############################################################################ #

# First, usastats statestats got created via 
# EJAM/data-raw/datacreate_blockgroupstats2.32.R
# EJAM/data-raw/datacreate_usastats2.32.R

# Then, this script below was to add columns to usastats and statestats with info on demographic subgroups
# and maybe other indicators like lowlifex 
# since basic ftp site lookup tables for v2.2 lacked demog subgroups and other variables like lowlifex 
# That is because community report in EJScreen does not report others as percentiles, just raw.
#   but we want to be able to analyze ratio to mean and percentiles for 
# demog subgroups and possibly various other indicators that are extra ones on ejscreen community report.
# All those extra columns and demog subgroups have been added to blockgroupstats via acs22

# also want to sort columns the same way they are ordered in names_d_subgroups_alone and names_d_subgroups_nh
#
############################################################################# #

# ??? need to confirm what States/places to include when calculating US percentiles ####
# Check what States are included in lookup table
#>   setdiff(unique(blockgroupstats$ST), unique(statestats$REGION))
# [1] "AS" "GU" "MP" "VI"

# ideally would create  pctile lookup info for demog subgroups, in us, states, island areas; 
# except that EJScreen community report does not actually report those as percentiles, only as raw percentages,
# even though EJAM was reporting them as percentiles, so either redo EJAM calc of pctiles table for subgroups
# OR just stop reporting those as percentiles.
# Not sure which is easier to do quickly. 
# Simplifies things to stop reporting those as pctiles, just use NA for that cell in a table, 
# but maybe need to have NA values in cols in usastats, statestats for those indicators since code looks for them.
# 
# and same for any other indicators we want to report as percentiles in EJAM 

############################################################################# #

# ADD DEMOG SUBGROUPS to PCTILE LOOKUP ####

#  create pctile lookup columns for the demog subgroups, from the full dataset of all blockgroups.

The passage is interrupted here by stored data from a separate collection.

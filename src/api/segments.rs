//! Segment display-name resolution.

use super::types::SegmentInfo;
use std::collections::HashMap;

/// Maps opaque segment ids to display names.
///
/// Must be total: implementations return something printable for every
/// id this crate constructs, never an error.
pub trait SegmentNames {
    /// Display name for a segment id
    fn segment_name(&self, segment_id: &str) -> String;
}

/// Lookup table built from the Management API's segment list
#[derive(Debug, Clone, Default)]
pub struct SegmentNameTable {
    names: HashMap<String, String>,
}

impl SegmentNameTable {
    pub fn new() -> Self {
        Self::default()
    }

    /// Build the table from a fetched segment list
    pub fn from_segments(segments: &[SegmentInfo]) -> Self {
        let names = segments
            .iter()
            .map(|segment| (segment.id.clone(), segment.name.clone()))
            .collect();
        Self { names }
    }

    /// Register a single id → name mapping
    pub fn insert(&mut self, id: impl Into<String>, name: impl Into<String>) {
        self.names.insert(id.into(), name.into());
    }
}

impl SegmentNames for SegmentNameTable {
    fn segment_name(&self, segment_id: &str) -> String {
        // Unknown ids fall back to the id itself so the lookup stays total.
        self.names
            .get(segment_id)
            .cloned()
            .unwrap_or_else(|| segment_id.to_string())
    }
}

#[cfg(test)]
mod tests {
    use super::*;

    #[test]
    fn test_unknown_ids_fall_back_to_raw_id() {
        let mut table = SegmentNameTable::new();
        table.insert("-15", "Desktop Traffic");

        assert_eq!(table.segment_name("-15"), "Desktop Traffic");
        assert_eq!(table.segment_name("-99"), "-99");
    }
}
//! Error types for the entire crate.
//!
//! We use `thiserror` for library-style errors with custom types, one enum
//! per concern. Callers that don't need to distinguish the concern can hold
//! a [`VitalsError`].

use thiserror::Error;

/// Errors raised while parsing a filter expression
#[derive(Error, Debug)]
pub enum FilterError {
    #[error(
        "OR based filter expressions (using a comma) are not supported. \
         Only AND based filter expressions (using a semicolon) are allowed."
    )]
    CommaNotSupported,

    #[error("Invalid filter expression '{0}'")]
    InvalidExpression(String),
}

/// Errors that can occur talking to the Analytics APIs
#[derive(Error, Debug)]
pub enum ApiError {
    #[error("HTTP request failed: {0}")]
    RequestFailed(#[from] reqwest::Error),

    #[error("Access to the Analytics API was rejected: {0}")]
    AuthRejected(String),

    #[error("Analytics API error {code}: {message}")]
    ApiFailure { code: i64, message: String },

    #[error("Invalid API response: {0}")]
    InvalidResponse(String),
}

/// Errors raised while aggregating report rows
#[derive(Error, Debug)]
pub enum AggregateError {
    /// The report came back empty. Expected for properties that have
    /// never sent Web Vitals events; carries user-facing text.
    #[error("{title} {message}")]
    NoData { title: String, message: String },

    /// A row's metric label did not map to LCP, FID or CLS after alias
    /// mapping. Usually the "(other)" bucket Google Analytics emits once
    /// a report exceeds its row cap, which would silently skew every
    /// breakdown, so the whole run aborts.
    #[error("unexpected metric '{0}' found")]
    UnexpectedMetric(String),
}

impl AggregateError {
    /// The canonical empty-report error
    pub fn no_data() -> Self {
        AggregateError::NoData {
            title: "No Web Vitals events found...".to_string(),
            message: [
                "It looks like no Web Vitals data has been sent to this Google",
                "Analytics account. You can learn how to measure and send Web Vitals",
                "data here: https://github.com/GoogleChrome/web-vitals",
            ]
            .join(" "),
        }
    }
}

/// Any failure a full report run can produce
#[derive(Error, Debug)]
pub enum VitalsError {
    #[error(transparent)]
    Filter(#[from] FilterError),

    #[error(transparent)]
    Api(#[from] ApiError),

    #[error(transparent)]
    Aggregate(#[from] AggregateError),
}
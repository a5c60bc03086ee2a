//! Building report requests.
//!
//! Combines the per-view options, the date range and the two experiment
//! segments into the descriptor the Reporting API executes. Pure
//! functions of their inputs; nothing here performs I/O.

pub mod schema;

// Re-export main types
pub use schema::{
    DateRange, DimensionFilterClauses, DimensionRef, FilterCombinator, MetricRef, OrderBy,
    ReportRequest, SegmentRef, SortOrder,
};

use crate::filters::{parse_filters, DimensionFilter, FilterOperator};
use crate::utils::config::{
    ViewOpts, COUNTRY_DIM, DATE_DIM, EVENT_VALUE_METRIC, PAGE_DIM, REPORT_PAGE_SIZE, SEGMENT_DIM,
    SEGMENT_ID_PREFIX,
};
use crate::utils::error::FilterError;
use chrono::NaiveDate;

/// Caller-supplied parameters for one report run
#[derive(Debug, Clone, PartialEq, Eq)]
pub struct ReportParams {
    /// Analytics view id
    pub view_id: String,

    /// First day of the reporting window
    pub start_date: NaiveDate,

    /// Last day of the reporting window
    pub end_date: NaiveDate,

    /// Raw segment ids, without the `gaid::` prefix
    pub segment_a: String,
    pub segment_b: String,
}

/// Build the report request for one run.
///
/// The first filter clause always restricts the metric-name dimension to
/// the three configured aliases, so only Web Vitals events reach the
/// aggregation pass. Any user filters from the options are parsed and
/// appended after it; the clauses combine with AND.
///
/// # Errors
/// `FilterError` when the options carry a malformed filter expression.
pub fn build_report_request(
    opts: &ViewOpts,
    params: &ReportParams,
) -> Result<ReportRequest, FilterError> {
    let mut filters = vec![DimensionFilter {
        dimension_name: opts.metric_name_dim.clone(),
        operator: FilterOperator::InList,
        expressions: vec![
            opts.lcp_name.clone(),
            opts.fid_name.clone(),
            opts.cls_name.clone(),
        ],
        not: false,
    }];

    if !opts.filters.is_empty() {
        filters.extend(parse_filters(&opts.filters)?);
    }

    Ok(ReportRequest {
        view_id: params.view_id.clone(),
        page_size: REPORT_PAGE_SIZE,
        include_empty_rows: true,
        date_ranges: vec![DateRange {
            start_date: params.start_date.format("%Y-%m-%d").to_string(),
            end_date: params.end_date.format("%Y-%m-%d").to_string(),
        }],
        segments: vec![
            SegmentRef {
                segment_id: format!("{}{}", SEGMENT_ID_PREFIX, params.segment_a),
            },
            SegmentRef {
                segment_id: format!("{}{}", SEGMENT_ID_PREFIX, params.segment_b),
            },
        ],
        metrics: vec![MetricRef {
            expression: EVENT_VALUE_METRIC.to_string(),
        }],
        dimensions: vec![
            DimensionRef {
                name: SEGMENT_DIM.to_string(),
            },
            DimensionRef {
                name: DATE_DIM.to_string(),
            },
            // Metric name (ga:eventAction unless remapped)
            DimensionRef {
                name: opts.metric_name_dim.clone(),
            },
            DimensionRef {
                name: COUNTRY_DIM.to_string(),
            },
            DimensionRef {
                name: PAGE_DIM.to_string(),
            },
            // Unique metric id (ga:eventLabel unless remapped)
            DimensionRef {
                name: opts.metric_id_dim.clone(),
            },
        ],
        dimension_filter_clauses: DimensionFilterClauses {
            operator: FilterCombinator::And,
            filters,
        },
        order_bys: vec![
            OrderBy {
                field_name: EVENT_VALUE_METRIC.to_string(),
                sort_order: SortOrder::Ascending,
            },
            OrderBy {
                field_name: DATE_DIM.to_string(),
                sort_order: SortOrder::Ascending,
            },
        ],
    })
}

names_d_subgroups_both <- c(names_d_subgroups_nh, names_d_subgroups_alone)

# # compare to current names
# setdiff(names(  usastats), c(names_e, names_d, names_ej  ,     names_ej_supp      ))
# setdiff(names(statestats), c(names_e, names_d, names_ej_state, names_ej_supp_state))

# missing from usastats right now: ***

EJAM:::setdiff_yx(names(  usastats), c(names_e, names_d, names_ej  ,     names_ej_supp      ))
EJAM:::setdiff_yx(names(statestats), c(names_e, names_d, names_ej_state, names_ej_supp_state))
#
# 
# # compare to installed 
# setdiff(names(statestats), c(EJAM::names_e, EJAM::names_d, EJAM::names_ej_state, EJAM::names_ej_supp_state  ))
# setdiff(names(  usastats), c(EJAM::names_e, EJAM::names_d, EJAM::names_ej  ,     EJAM::names_ej_supp      ))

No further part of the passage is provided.